The report should contain a general description of your project, details on the hardware and/or software you had to design yourselves, and conclusions, including lessons learned, possible improvements or better alternative implementations that you could have chosen. The language of preference is English, so that all the participants in the course can read your report if interested. In particular, the report should have the following components:

  • Title page with the project title, date, your names and email addresses.
  • Abstract page, briefly describing your project and some conclusions.
  • Contents with chapter and section pages (number your pages, chapters, sections).
  • Introduction describing the project, briefly showing a hardware architecture overview and software solution. Mention how and why this differs from the initial proposal.
  • The intro should contain (at least) a figure showing your hardware architecture, emphasizing the components you had to implement/modify as opposed to those you instantiate from XPS.
  • Details on your hardware solutions (VGA controller, 7-seg cores, ...) with figures (RTL or block schematics). Please do mention the device occupancy for your hardware architecture, and/or particular cores.
  • Details on your software solution, operating system if any, threads, processes, interrupt routines, etc. Do not forget to mention the memory size requirements.
  • Brief installation and user manual. If anyone would have access to your project and a board, how would one get it running and use it.
  • Problems you encountered during your work on the project and how you solved them or got around them. Mention things that you would do differently if you could start over.
  • Lessons learned and other interesting insights that you got from working on this project.
  • Do write a Contributions section where you give credit to each group member correspondingly according to their contributions to the project (This IP by A and B, this software component by C, testing by D, section 2 in the report by A). In the lessons, solutions and suggestions do identify sources (which of your group members) put forward that particular idea.
  • Eye candy and extras: screen shots, diagrams, schematics, address the project can be downloaded from,...

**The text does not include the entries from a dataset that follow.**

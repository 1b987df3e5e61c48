//! Run-time backend selection

use std::fmt;
use std::str::FromStr;

use serde::{Deserialize, Serialize};

use crate::error::GraphError;
use crate::graph::{
    AdjacencyListGraph, AdjacencyMapGraph, AdjacencyMatrixGraph, EdgeListGraph, Graph,
};

/// Storage strategy behind a [`Graph`]
#[derive(Debug, Clone, Copy, PartialEq, Eq, Hash, Default, Serialize, Deserialize)]
#[serde(rename_all = "kebab-case")]
pub enum Backend {
    EdgeList,
    AdjacencyList,
    #[default]
    AdjacencyMap,
    AdjacencyMatrix,
}

impl Backend {
    pub const ALL: [Backend; 4] = [
        Backend::EdgeList,
        Backend::AdjacencyList,
        Backend::AdjacencyMap,
        Backend::AdjacencyMatrix,
    ];

    pub fn as_str(&self) -> &'static str {
        match self {
            Backend::EdgeList => "edge-list",
            Backend::AdjacencyList => "adjacency-list",
            Backend::AdjacencyMap => "adjacency-map",
            Backend::AdjacencyMatrix => "adjacency-matrix",
        }
    }
}

impl fmt::Display for Backend {
    fn fmt(&self, f: &mut fmt::Formatter<'_>) -> fmt::Result {
        f.write_str(self.as_str())
    }
}

impl FromStr for Backend {
    type Err = GraphError;

    fn from_str(s: &str) -> Result<Self, Self::Err> {
        let wanted = s.trim().to_ascii_lowercase();
        Backend::ALL
            .into_iter()
            .find(|backend| backend.as_str() == wanted)
            .ok_or_else(|| {
                GraphError::invalid_argument(
                    "backend",
                    format!("{s} (expected: edge-list, adjacency-list, adjacency-map, adjacency-matrix)"),
                )
            })
    }
}

/// Boxed graph with the given backend and directedness
pub fn new_graph<V: 'static, E: 'static>(
    backend: Backend,
    directed: bool,
) -> Box<dyn Graph<VertexValue = V, EdgeValue = E>> {
    match backend {
        Backend::EdgeList => Box::new(EdgeListGraph::new(directed)),
        Backend::AdjacencyList => Box::new(AdjacencyListGraph::new(directed)),
        Backend::AdjacencyMap => Box::new(AdjacencyMapGraph::new(directed)),
        Backend::AdjacencyMatrix => Box::new(AdjacencyMatrixGraph::new(directed)),
    }
}
//! dsgraph - graph algorithms from the command line
//!
//! Builds a graph on the selected backend from `--edge` arguments (or a
//! built-in sample) and runs traversals, shortest paths or spanning trees.

mod cli;
mod commands;

use std::process::ExitCode;
use std::time::Instant;

use clap::Parser;

use cli::Cli;
use dsgraph_core::config::GraphConfig;
use dsgraph_core::error::ExitCode as GraphExitCode;
use dsgraph_core::logging;

fn main() -> ExitCode {
    let start = Instant::now();

    // Usage errors exit with code 2 from clap itself
    let cli = Cli::parse();

    let config = cli.config.as_deref().map(GraphConfig::load).transpose();

    // Command-line flags win over the config file
    let logging_config = match &config {
        Ok(Some(config)) => config.logging.clone(),
        _ => Default::default(),
    };
    let log_level = cli.log_level.as_deref().or(logging_config.level.as_deref());
    let log_json = cli.log_json || logging_config.json;

    // Initialize structured logging
    if let Err(e) = logging::init_tracing(cli.verbose, log_level, log_json) {
        // If tracing initialization fails, fall back to stderr
        eprintln!("Warning: Failed to initialize logging: {}", e);
    }

    tracing::debug!(elapsed = ?start.elapsed(), "parse_args");

    let result = config
        .and_then(|config| commands::dispatch::run(&cli, &config.unwrap_or_default(), start));

    match result {
        Ok(()) => ExitCode::from(GraphExitCode::Success as u8),
        Err(e) => {
            if !cli.quiet {
                eprintln!("error: {}", e);
            }
            ExitCode::from(e.exit_code() as u8)
        }
    }
}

We will read your reports and probably suggest some corrections or improvements for the second version of the report. The second version of the report and packed project files (after you cleaned the hardware and software) would need to be available for publication online, on the course home page or website of your choice.

Good luck! For any clarifications please contact me.

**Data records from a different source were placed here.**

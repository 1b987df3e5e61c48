//! Edge-list backend
//!
//! Vertices and edges are two insertion-ordered registries and nothing else.
//! Every incidence query scans the full edge sequence.

use crate::error::{GraphError, Result};
use crate::graph::shared::{self, EdgeRecord, Registry};
use crate::graph::{Edge, Graph, GraphId, Handles, Vertex};

/// Graph stored as an unordered collection of edges
#[derive(Debug, Clone)]
pub struct EdgeListGraph<V, E> {
    directed: bool,
    vertices: Registry<V>,
    edges: Registry<EdgeRecord<E>>,
}

impl<V, E> EdgeListGraph<V, E> {
    pub fn new(directed: bool) -> Self {
        let id = GraphId::next();
        Self {
            directed,
            vertices: Registry::new(id),
            edges: Registry::new(id),
        }
    }

    pub fn directed() -> Self {
        Self::new(true)
    }

    pub fn undirected() -> Self {
        Self::new(false)
    }

    fn scan<'a>(&'a self, keep: impl Fn(&EdgeRecord<E>) -> bool + 'a) -> Handles<'a, Edge> {
        Box::new(
            self.edges
                .indices()
                .filter(move |&i| self.edges.get(i).is_some_and(&keep))
                .map(move |i| self.edges.edge_handle(i)),
        )
    }
}

impl<V, E> Graph for EdgeListGraph<V, E> {
    type VertexValue = V;
    type EdgeValue = E;

    fn is_directed(&self) -> bool {
        self.directed
    }

    fn num_vertices(&self) -> usize {
        self.vertices.len()
    }

    fn num_edges(&self) -> usize {
        self.edges.len()
    }

    fn vertices(&self) -> Handles<'_, Vertex> {
        Box::new(
            self.vertices
                .indices()
                .map(move |i| self.vertices.vertex_handle(i)),
        )
    }

    fn edges(&self) -> Handles<'_, Edge> {
        self.scan(|_| true)
    }

    fn vertex_value(&self, vertex: Vertex) -> Result<&V> {
        self.vertices.vertex(vertex)
    }

    fn edge_value(&self, edge: Edge) -> Result<&E> {
        self.edges.edge(edge).map(|record| &record.value)
    }

    fn get_edge(&self, u: Vertex, v: Vertex) -> Result<Option<Edge>> {
        self.vertices.vertex(u)?;
        self.vertices.vertex(v)?;
        let (u, v, directed) = (u.index(), v.index(), self.directed);
        Ok(self.scan(move |r| r.connects(u, v, directed)).next())
    }

    fn end_vertices(&self, edge: Edge) -> Result<(Vertex, Vertex)> {
        let record = self.edges.edge(edge)?;
        Ok((
            self.vertices.vertex_handle(record.origin),
            self.vertices.vertex_handle(record.dest),
        ))
    }

    fn opposite(&self, vertex: Vertex, edge: Edge) -> Result<Vertex> {
        shared::opposite_of(&self.vertices, &self.edges, vertex, edge)
    }

    fn out_degree(&self, vertex: Vertex) -> Result<usize> {
        Ok(self.outgoing_edges(vertex)?.count())
    }

    fn in_degree(&self, vertex: Vertex) -> Result<usize> {
        Ok(self.incoming_edges(vertex)?.count())
    }

    fn outgoing_edges(&self, vertex: Vertex) -> Result<Handles<'_, Edge>> {
        self.vertices.vertex(vertex)?;
        let (index, directed) = (vertex.index(), self.directed);
        Ok(self.scan(move |r| r.leaves(index, directed)))
    }

    fn incoming_edges(&self, vertex: Vertex) -> Result<Handles<'_, Edge>> {
        self.vertices.vertex(vertex)?;
        let (index, directed) = (vertex.index(), self.directed);
        Ok(self.scan(move |r| r.enters(index, directed)))
    }

    fn insert_vertex(&mut self, value: V) -> Vertex {
        let index = self.vertices.insert(value);
        self.vertices.vertex_handle(index)
    }

    fn insert_edge(&mut self, u: Vertex, v: Vertex, value: E) -> Result<Option<Edge>> {
        if let Some(existing) = self.get_edge(u, v)? {
            tracing::trace!(%u, %v, %existing, "edge already present");
            return Ok(None);
        }
        let index = self
            .edges
            .insert(EdgeRecord::new(value, u.index(), v.index()));
        Ok(Some(self.edges.edge_handle(index)))
    }

    fn remove_vertex(&mut self, vertex: Vertex) -> Result<V> {
        let incident = shared::incident_edges(self, vertex)?;
        tracing::debug!(%vertex, edges = incident.len(), "remove_vertex");
        for edge in incident {
            self.remove_edge(edge)?;
        }
        self.vertices
            .remove(vertex.index())
            .ok_or(GraphError::InvalidVertex { vertex })
    }

    fn remove_edge(&mut self, edge: Edge) -> Result<E> {
        self.edges.edge(edge)?;
        self.edges
            .remove(edge.index())
            .map(|record| record.value)
            .ok_or(GraphError::InvalidEdge { edge })
    }
}
use crate::error::{LedgerError, Result};
use chrono::{DateTime, Utc};
use rust_decimal::Decimal;
use serde::Deserialize;
use std::io::Read;

#[derive(Debug, Deserialize, PartialEq, Eq, Clone, Copy)]
#[serde(rename_all = "snake_case")]
pub enum Op {
    Register,
    Request,
    Approve,
    Reject,
    CreateJob,
    SetStatus,
    DeleteJob,
    Pay,
    Confirm,
    DeletePayment,
}

/// One row of a command script.
///
/// `actor` is the caller's email (for `register`, the email being
/// registered). `target` is a user email or the label of an earlier record,
/// depending on `op`. `label` names the record this command creates.
#[derive(Debug, Deserialize, PartialEq, Clone)]
pub struct Command {
    pub op: Op,
    pub actor: Option<String>,
    pub target: Option<String>,
    pub value: Option<String>,
    pub amount: Option<Decimal>,
    pub label: Option<String>,
    pub at: Option<DateTime<Utc>>,
}

/// Reads a command script: a header row naming the columns, then one
/// command per row.
///
/// Rows may stop early; trailing columns such as `label` and `at` are then
/// treated as empty. Padding around fields is ignored, and an `at` value must
/// be an RFC 3339 timestamp.
pub struct CommandReader<R: Read> {
    reader: csv::Reader<R>,
}

impl<R: Read> CommandReader<R> {
    pub fn new(source: R) -> Self {
        let reader = csv::ReaderBuilder::new()
            .trim(csv::Trim::All)
            .flexible(true)
            .from_reader(source);
        Self { reader }
    }

    /// Commands in script order. A row that does not parse yields an error
    /// and the rows after it are still read.
    pub fn commands(self) -> impl Iterator<Item = Result<Command>> {
        self.reader
            .into_deserialize()
            .map(|result| result.map_err(LedgerError::from))
    }
}
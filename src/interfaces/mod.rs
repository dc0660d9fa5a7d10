//! Outer surfaces that drive the ledger: CSV command scripts in, CSV
//! reports out.

pub mod csv;
pub mod replay;
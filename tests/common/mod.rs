use rand::rngs::StdRng;
use rand::{Rng, SeedableRng};
use std::fs::File;
use std::io::Error;
use std::path::Path;
use std::sync::Arc;
use workledger::application::WorkLedger;
use workledger::domain::connection::RequestStatus;
use workledger::domain::user::Actor;
use workledger::infrastructure::clock::ManualClock;
use workledger::infrastructure::in_memory::InMemoryStore;

pub const HEADER: [&str; 7] = ["op", "actor", "target", "value", "amount", "label", "at"];

pub fn company_email(i: usize) -> String {
    format!("company{i}@example.com")
}

pub fn worker_email(i: usize) -> String {
    format!("worker{i}@example.com")
}

/// Writes a script that onboards `parties` companies and workers, connects
/// each company to a random worker and opens one job per pair with a few
/// payments against it. The same seed always yields the same script.
pub fn generate_script(path: &Path, parties: usize, payments_per_job: usize, seed: u64) -> Result<(), Error> {
    let mut rng = StdRng::seed_from_u64(seed);
    let file = File::create(path)?;
    let mut wtr = csv::WriterBuilder::new().from_writer(file);
    row(&mut wtr, HEADER)?;

    for i in 1..=parties {
        row(&mut wtr, ["register", &company_email(i), "", &format!("Company {i}"), "", "", ""])?;
        row(&mut wtr, ["register", &worker_email(i), "", &format!("Worker {i}"), "", "", ""])?;
    }

    for i in 1..=parties {
        let company = company_email(i);
        let worker = worker_email(rng.gen_range(1..=parties));
        let request = format!("r{i}");
        let job = format!("j{i}");
        let price = rng.gen_range(100..=5000).to_string();

        row(&mut wtr, ["request", &company, &worker, "", "", &request, ""])?;
        row(&mut wtr, ["approve", &worker, &request, "", "", "", ""])?;
        row(&mut wtr, ["create_job", &company, &worker, &format!("Job {i:05}"), &price, &job, ""])?;

        for p in 1..=payments_per_job {
            let payment = format!("p{i}_{p}");
            let amount = rng.gen_range(1..=100).to_string();
            row(&mut wtr, ["pay", &company, &job, "", &amount, &payment, ""])?;
            if rng.gen_bool(0.5) {
                row(&mut wtr, ["confirm", &worker, &payment, "", "", "", ""])?;
            }
        }
    }

    wtr.flush()?;
    Ok(())
}

fn row<W: std::io::Write>(wtr: &mut csv::Writer<W>, fields: [&str; 7]) -> Result<(), Error> {
    wtr.write_record(fields)?;
    Ok(())
}

pub fn ledger() -> (WorkLedger, ManualClock) {
    let clock = ManualClock::default();
    let ledger = WorkLedger::new(Arc::new(InMemoryStore::new())).with_clock(Arc::new(clock.clone()));
    (ledger, clock)
}

pub async fn register(ledger: &WorkLedger, name: &str) -> Actor {
    let email = format!("{}@example.com", name.to_lowercase());
    let user = ledger.register_user(name, &email, None).await.unwrap();
    ledger.authenticate(Some(user.id)).await.unwrap()
}

/// Registers a company and a worker and approves a request from one to the other.
pub async fn connected_pair(ledger: &WorkLedger) -> (Actor, Actor) {
    let company = register(ledger, "Acme").await;
    let worker = register(ledger, "Wes").await;
    let request = ledger.create_request(&company, worker.id()).await.unwrap();
    ledger
        .resolve_request(&worker, request.id, RequestStatus::Approved)
        .await
        .unwrap();
    (company, worker)
}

Note: Please send your reports either in .tex, .pdf, or .ps (no Word docs) and your cleaned packed (.zip) project to edan85.

Making the Presentation

 

The project presentation should be a summary of the final report. Emphasize the custom parts, the problems you encountered, your solutions to these and lessons learned.

Essential points:

  • Expect to talk for 15 minutes + 5 minutes questions/answers
  • Choose at most two people from the group who would actually talk
  • Have an intro slide with your project name, group member names and contact info
  • Present an overview of the hardware/software architecture
  • Present problems, solutions, lessons, conclusions

Expect no demo to take place during the presentation - this will happen during the last labs day.

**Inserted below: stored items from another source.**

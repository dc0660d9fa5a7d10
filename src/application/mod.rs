//! Application layer containing the core business logic orchestration.
//!
//! [`WorkLedger`] is the single entry point. Its operations are grouped by
//! component: the connection ledger, the job engine and the payment ledger,
//! each in its own module, all consulting [`crate::domain::policy`] inside
//! the store's atomic updates.

pub mod connections;
pub mod engine;
pub mod jobs;
pub mod payments;

pub use engine::{JobReport, LedgerConfig, WorkLedger};
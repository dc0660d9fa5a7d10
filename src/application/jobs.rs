use super::engine::WorkLedger;
use crate::domain::ids::{JobId, UserId};
use crate::domain::job::{Job, JobDetail, JobListing, JobStatus, JobView, NewJob};
use crate::domain::payment::PaymentSummary;
use crate::domain::policy;
use crate::domain::user::Actor;
use crate::error::{LedgerError, Result};
use tracing::{info, instrument};

impl WorkLedger {
    /// Creates a job for the caller, as company, assigned to a worker the
    /// caller has an active connection with.
    ///
    /// The connection is checked only here; later changes to it do not
    /// affect existing jobs.
    #[instrument(level = "debug", skip_all, fields(actor = %actor.id()))]
    pub async fn create_job(&self, actor: &Actor, input: NewJob) -> Result<Job> {
        let job = Job::create(actor.id(), input, self.now())?;

        if !self
            .is_active_connection(job.company_id, job.assigned_to_id)
            .await?
        {
            return Err(LedgerError::Forbidden(
                "The assigned user is not an approved worker for you".to_string(),
            ));
        }

        self.store.insert_job(job.clone()).await?;
        info!(job_id = %job.id, company = %job.company_id, worker = %job.assigned_to_id, "job created");
        Ok(job)
    }

    pub async fn get_job(&self, actor: &Actor, job_id: JobId) -> Result<JobDetail> {
        let job = self
            .store
            .job(job_id)
            .await?
            .ok_or_else(|| LedgerError::not_found("job", job_id))?;
        policy::require_participant(&job, actor.id())?;

        let payments = self.payments_newest_first(&job).await?;
        Ok(JobDetail {
            company: self.profile(job.company_id).await?,
            assigned_to: self.profile(job.assigned_to_id).await?,
            summary: PaymentSummary::compute(job.agreed_price, &payments)?,
            payments,
            job,
        })
    }

    /// Sets any status. Either party may do so at any time; no ordering of
    /// statuses is enforced.
    #[instrument(level = "debug", skip_all, fields(actor = %actor.id(), job_id = %job_id))]
    pub async fn update_job_status(&self, actor: &Actor, job_id: JobId, status: JobStatus) -> Result<Job> {
        let actor_id = actor.id();
        let now = self.now();
        let job = self
            .store
            .update_job(
                job_id,
                Box::new(move |job: &mut Job| {
                    policy::require_participant(job, actor_id)?;
                    job.set_status(status, now);
                    Ok(())
                }),
            )
            .await?;
        info!(job_id = %job.id, status = %job.status, "job status updated");
        Ok(job)
    }

    /// Deletes a job and its payments. Only the company may do this.
    #[instrument(level = "debug", skip_all, fields(actor = %actor.id(), job_id = %job_id))]
    pub async fn delete_job(&self, actor: &Actor, job_id: JobId) -> Result<()> {
        let actor_id = actor.id();
        let (job, payments) = self
            .store
            .delete_job_cascade(
                job_id,
                Box::new(move |job: &Job| policy::require_company(job, actor_id)),
            )
            .await?;
        info!(job_id = %job.id, payments_removed = payments.len(), "job deleted");
        Ok(())
    }

    /// The caller's jobs, newest first, split by the caller's role.
    pub async fn list_jobs(&self, actor: &Actor) -> Result<JobListing> {
        let me = actor.id();
        let mut jobs = self.store.jobs_for_user(me).await?;
        jobs.sort_by(|a, b| b.created_at.cmp(&a.created_at));

        let mut listing = JobListing::default();
        for job in jobs {
            let as_company = policy::is_company(&job, me);
            let view = self.job_view(job, me).await?;
            if as_company {
                listing.as_company.push(view);
            } else {
                listing.as_worker.push(view);
            }
        }
        Ok(listing)
    }

    /// Pending and in-progress jobs between a company and a worker. The
    /// caller must be one of the two.
    pub async fn active_jobs_between(
        &self,
        actor: &Actor,
        company: UserId,
        worker: UserId,
    ) -> Result<Vec<Job>> {
        if actor.id() != company && actor.id() != worker {
            return Err(LedgerError::Forbidden(
                "You are not part of this connection".to_string(),
            ));
        }
        self.active_jobs_for_pair(company, worker).await
    }

    pub(crate) async fn active_jobs_for_pair(&self, company: UserId, worker: UserId) -> Result<Vec<Job>> {
        let mut jobs: Vec<Job> = self
            .store
            .jobs_between(company, worker)
            .await?
            .into_iter()
            .filter(|j| j.status.is_active())
            .collect();
        jobs.sort_by(|a, b| b.created_at.cmp(&a.created_at));
        Ok(jobs)
    }

    async fn job_view(&self, job: Job, viewer: UserId) -> Result<JobView> {
        let payments = self.payments_newest_first(&job).await?;
        Ok(JobView {
            counterparty: self.profile(job.counterparty_of(viewer)).await?,
            summary: PaymentSummary::compute(job.agreed_price, &payments)?,
            payments,
            job,
        })
    }
}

Note: Please send your presentations either in .pdf or Open Office format to edan85. Alternatively bring your presentation on a memory stick or on your own laptop.

Grading

You will grade the presentation (33% grade) and the demo (33% grade) for your classmates. We will read and grade the reports (33% grade). (1% remains to be given by providence)

For this to happen, please show up for your colleagues presentation and demo! For the presentation you will have to grade the presentation style and the technical content. For the demo you will have to grade the realization, complexity and usability. You will be distributed forms you just need to check boxes in, on the presentation day.

NOTE: The decision of who passes is still ours, the course leaders'.